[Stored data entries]
┄┄┄┄┄┄

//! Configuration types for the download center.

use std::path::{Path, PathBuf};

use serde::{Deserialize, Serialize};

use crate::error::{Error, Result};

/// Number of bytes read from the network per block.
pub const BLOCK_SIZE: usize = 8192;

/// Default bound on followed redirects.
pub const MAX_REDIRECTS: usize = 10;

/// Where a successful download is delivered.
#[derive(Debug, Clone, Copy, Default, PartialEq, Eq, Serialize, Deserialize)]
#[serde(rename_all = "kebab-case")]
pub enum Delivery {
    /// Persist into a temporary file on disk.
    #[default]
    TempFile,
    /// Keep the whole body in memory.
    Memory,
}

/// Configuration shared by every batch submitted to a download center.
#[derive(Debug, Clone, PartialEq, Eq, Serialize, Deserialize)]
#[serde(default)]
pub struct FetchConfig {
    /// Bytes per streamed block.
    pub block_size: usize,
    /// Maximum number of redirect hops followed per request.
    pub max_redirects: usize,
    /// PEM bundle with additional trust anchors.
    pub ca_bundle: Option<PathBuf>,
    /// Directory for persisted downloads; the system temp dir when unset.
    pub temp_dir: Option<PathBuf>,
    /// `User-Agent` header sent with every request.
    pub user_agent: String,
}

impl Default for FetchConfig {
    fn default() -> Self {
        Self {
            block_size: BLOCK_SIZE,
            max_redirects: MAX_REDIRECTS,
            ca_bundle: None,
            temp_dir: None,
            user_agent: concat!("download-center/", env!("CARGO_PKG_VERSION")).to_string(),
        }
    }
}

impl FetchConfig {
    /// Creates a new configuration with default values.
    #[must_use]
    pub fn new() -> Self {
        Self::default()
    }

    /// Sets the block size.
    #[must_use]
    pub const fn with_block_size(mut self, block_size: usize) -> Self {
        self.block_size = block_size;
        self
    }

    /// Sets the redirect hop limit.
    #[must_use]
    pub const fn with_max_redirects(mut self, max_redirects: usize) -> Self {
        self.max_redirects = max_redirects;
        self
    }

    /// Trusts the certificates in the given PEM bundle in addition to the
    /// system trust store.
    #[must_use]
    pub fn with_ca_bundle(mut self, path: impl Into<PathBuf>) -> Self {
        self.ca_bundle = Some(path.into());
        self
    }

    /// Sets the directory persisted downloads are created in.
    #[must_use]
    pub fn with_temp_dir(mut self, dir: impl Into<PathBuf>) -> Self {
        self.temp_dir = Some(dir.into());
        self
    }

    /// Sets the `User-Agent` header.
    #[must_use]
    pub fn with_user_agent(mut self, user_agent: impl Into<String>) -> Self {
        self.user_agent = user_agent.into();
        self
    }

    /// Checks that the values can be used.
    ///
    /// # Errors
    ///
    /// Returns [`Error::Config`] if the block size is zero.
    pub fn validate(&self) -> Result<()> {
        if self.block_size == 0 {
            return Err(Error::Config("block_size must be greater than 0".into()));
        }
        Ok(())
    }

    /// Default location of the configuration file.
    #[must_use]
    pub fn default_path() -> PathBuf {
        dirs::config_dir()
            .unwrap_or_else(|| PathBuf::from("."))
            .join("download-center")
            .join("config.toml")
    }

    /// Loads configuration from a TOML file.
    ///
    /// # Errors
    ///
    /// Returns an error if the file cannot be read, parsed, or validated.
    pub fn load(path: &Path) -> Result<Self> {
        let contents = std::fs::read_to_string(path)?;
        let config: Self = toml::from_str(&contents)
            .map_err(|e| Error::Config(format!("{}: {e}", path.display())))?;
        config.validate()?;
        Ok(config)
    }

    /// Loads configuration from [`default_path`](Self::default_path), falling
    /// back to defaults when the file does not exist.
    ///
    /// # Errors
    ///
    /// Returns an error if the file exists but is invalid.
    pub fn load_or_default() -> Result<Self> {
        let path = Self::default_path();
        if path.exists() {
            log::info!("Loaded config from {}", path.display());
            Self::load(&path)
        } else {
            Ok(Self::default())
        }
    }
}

┄┄┄┄┄┄

Exercise description:
Reproduce every line in the data that has the word "header" in it.

Result of the task:
    /// `User-Agent` header sent with every request.
    /// Sets the `User-Agent` header.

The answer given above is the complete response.